*** Begin section ***

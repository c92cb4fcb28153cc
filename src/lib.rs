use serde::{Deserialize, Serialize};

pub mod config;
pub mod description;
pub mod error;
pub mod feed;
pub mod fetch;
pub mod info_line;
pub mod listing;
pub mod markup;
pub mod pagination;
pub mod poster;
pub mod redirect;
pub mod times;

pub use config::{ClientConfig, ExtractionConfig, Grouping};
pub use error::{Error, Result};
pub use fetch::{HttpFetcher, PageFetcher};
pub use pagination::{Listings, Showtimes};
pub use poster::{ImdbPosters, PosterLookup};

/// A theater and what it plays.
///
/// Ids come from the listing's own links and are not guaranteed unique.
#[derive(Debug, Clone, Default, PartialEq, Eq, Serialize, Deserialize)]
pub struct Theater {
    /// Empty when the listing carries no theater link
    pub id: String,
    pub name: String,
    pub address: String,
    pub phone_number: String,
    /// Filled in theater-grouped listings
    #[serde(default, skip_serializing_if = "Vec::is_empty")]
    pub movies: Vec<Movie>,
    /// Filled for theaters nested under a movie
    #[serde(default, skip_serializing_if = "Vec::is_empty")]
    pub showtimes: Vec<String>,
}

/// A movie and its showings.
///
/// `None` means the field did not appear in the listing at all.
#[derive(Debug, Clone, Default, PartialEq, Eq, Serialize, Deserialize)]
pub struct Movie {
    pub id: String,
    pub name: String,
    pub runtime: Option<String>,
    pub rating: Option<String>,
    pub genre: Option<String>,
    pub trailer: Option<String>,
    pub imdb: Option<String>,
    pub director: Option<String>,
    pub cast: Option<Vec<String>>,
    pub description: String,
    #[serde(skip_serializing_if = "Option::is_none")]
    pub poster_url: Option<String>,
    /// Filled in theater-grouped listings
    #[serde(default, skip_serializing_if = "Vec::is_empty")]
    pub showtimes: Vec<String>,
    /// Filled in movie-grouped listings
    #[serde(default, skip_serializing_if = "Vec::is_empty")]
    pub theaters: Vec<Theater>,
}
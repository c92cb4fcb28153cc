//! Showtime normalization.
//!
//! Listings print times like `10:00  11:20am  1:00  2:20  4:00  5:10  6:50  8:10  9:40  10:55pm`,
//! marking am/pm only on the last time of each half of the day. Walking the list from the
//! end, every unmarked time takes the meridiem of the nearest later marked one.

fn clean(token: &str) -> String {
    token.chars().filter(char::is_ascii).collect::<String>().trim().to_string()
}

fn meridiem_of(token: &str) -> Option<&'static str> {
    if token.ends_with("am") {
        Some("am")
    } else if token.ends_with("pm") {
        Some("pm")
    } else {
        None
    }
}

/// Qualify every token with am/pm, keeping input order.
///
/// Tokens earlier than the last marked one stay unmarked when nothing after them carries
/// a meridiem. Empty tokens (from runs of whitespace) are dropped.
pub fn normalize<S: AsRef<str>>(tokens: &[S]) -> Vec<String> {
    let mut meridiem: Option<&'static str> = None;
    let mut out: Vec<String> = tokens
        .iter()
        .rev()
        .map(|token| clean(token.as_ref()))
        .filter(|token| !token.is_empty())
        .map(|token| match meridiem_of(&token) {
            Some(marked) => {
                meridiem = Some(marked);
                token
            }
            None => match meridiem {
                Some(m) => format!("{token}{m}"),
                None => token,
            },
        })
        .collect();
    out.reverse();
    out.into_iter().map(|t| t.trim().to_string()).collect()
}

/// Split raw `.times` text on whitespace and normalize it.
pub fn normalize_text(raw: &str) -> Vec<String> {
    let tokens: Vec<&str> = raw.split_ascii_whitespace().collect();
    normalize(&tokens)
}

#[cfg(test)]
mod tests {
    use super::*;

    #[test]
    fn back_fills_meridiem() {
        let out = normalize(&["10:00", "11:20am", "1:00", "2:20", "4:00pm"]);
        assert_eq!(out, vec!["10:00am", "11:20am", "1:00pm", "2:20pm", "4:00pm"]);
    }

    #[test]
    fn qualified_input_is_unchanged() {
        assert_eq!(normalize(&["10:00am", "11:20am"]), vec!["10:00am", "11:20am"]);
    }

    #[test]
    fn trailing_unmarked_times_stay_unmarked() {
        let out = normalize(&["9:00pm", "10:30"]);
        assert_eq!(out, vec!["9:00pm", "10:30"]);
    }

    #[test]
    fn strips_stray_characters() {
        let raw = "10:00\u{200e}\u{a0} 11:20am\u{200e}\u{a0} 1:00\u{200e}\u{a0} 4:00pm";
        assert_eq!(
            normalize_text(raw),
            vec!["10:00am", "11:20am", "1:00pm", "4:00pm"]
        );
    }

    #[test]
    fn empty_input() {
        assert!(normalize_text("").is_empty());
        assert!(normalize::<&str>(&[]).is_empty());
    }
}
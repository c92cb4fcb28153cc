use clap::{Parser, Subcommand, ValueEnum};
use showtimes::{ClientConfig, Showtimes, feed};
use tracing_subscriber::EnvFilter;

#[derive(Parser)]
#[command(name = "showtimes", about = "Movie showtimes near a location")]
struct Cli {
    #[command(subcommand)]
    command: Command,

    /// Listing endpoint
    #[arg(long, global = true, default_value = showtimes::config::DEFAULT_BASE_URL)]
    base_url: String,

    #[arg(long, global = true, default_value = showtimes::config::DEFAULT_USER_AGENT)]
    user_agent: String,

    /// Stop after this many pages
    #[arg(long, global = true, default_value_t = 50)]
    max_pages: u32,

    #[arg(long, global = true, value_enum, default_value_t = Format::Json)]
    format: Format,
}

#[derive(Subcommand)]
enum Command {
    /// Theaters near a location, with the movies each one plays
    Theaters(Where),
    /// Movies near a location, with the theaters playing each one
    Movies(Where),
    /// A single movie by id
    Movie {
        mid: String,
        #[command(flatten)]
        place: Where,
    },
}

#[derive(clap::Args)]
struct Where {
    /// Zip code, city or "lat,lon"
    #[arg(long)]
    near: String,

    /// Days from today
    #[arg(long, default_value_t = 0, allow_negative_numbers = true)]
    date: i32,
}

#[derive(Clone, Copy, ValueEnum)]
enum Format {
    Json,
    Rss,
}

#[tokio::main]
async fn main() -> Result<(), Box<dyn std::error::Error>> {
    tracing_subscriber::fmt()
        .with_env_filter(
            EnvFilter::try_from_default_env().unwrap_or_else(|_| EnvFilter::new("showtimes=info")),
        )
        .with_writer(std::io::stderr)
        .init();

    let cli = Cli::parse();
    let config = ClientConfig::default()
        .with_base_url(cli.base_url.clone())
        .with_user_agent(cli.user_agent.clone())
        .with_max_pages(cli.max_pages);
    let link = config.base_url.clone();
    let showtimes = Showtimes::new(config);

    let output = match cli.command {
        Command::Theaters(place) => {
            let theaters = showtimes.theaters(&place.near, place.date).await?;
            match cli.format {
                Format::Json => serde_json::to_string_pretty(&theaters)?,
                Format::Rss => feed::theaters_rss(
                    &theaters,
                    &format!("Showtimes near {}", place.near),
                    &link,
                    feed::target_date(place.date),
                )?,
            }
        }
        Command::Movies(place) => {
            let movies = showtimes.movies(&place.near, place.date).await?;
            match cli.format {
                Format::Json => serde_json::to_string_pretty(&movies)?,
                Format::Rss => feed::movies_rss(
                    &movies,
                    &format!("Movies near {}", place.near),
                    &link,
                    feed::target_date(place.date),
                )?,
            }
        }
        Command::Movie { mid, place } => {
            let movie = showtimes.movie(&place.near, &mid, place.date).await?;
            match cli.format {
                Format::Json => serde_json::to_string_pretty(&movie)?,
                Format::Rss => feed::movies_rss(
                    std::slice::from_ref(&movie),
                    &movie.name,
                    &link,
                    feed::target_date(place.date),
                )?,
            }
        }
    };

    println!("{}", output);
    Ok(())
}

*** End section ***

#### Your goal:
Only lines holding the word "ClientConfig" belong in the answer; copy all of them from the records.

#### Exercise output:
pub use config::{ClientConfig, ExtractionConfig, Grouping};
use showtimes::{ClientConfig, Showtimes, feed};
    let config = ClientConfig::default()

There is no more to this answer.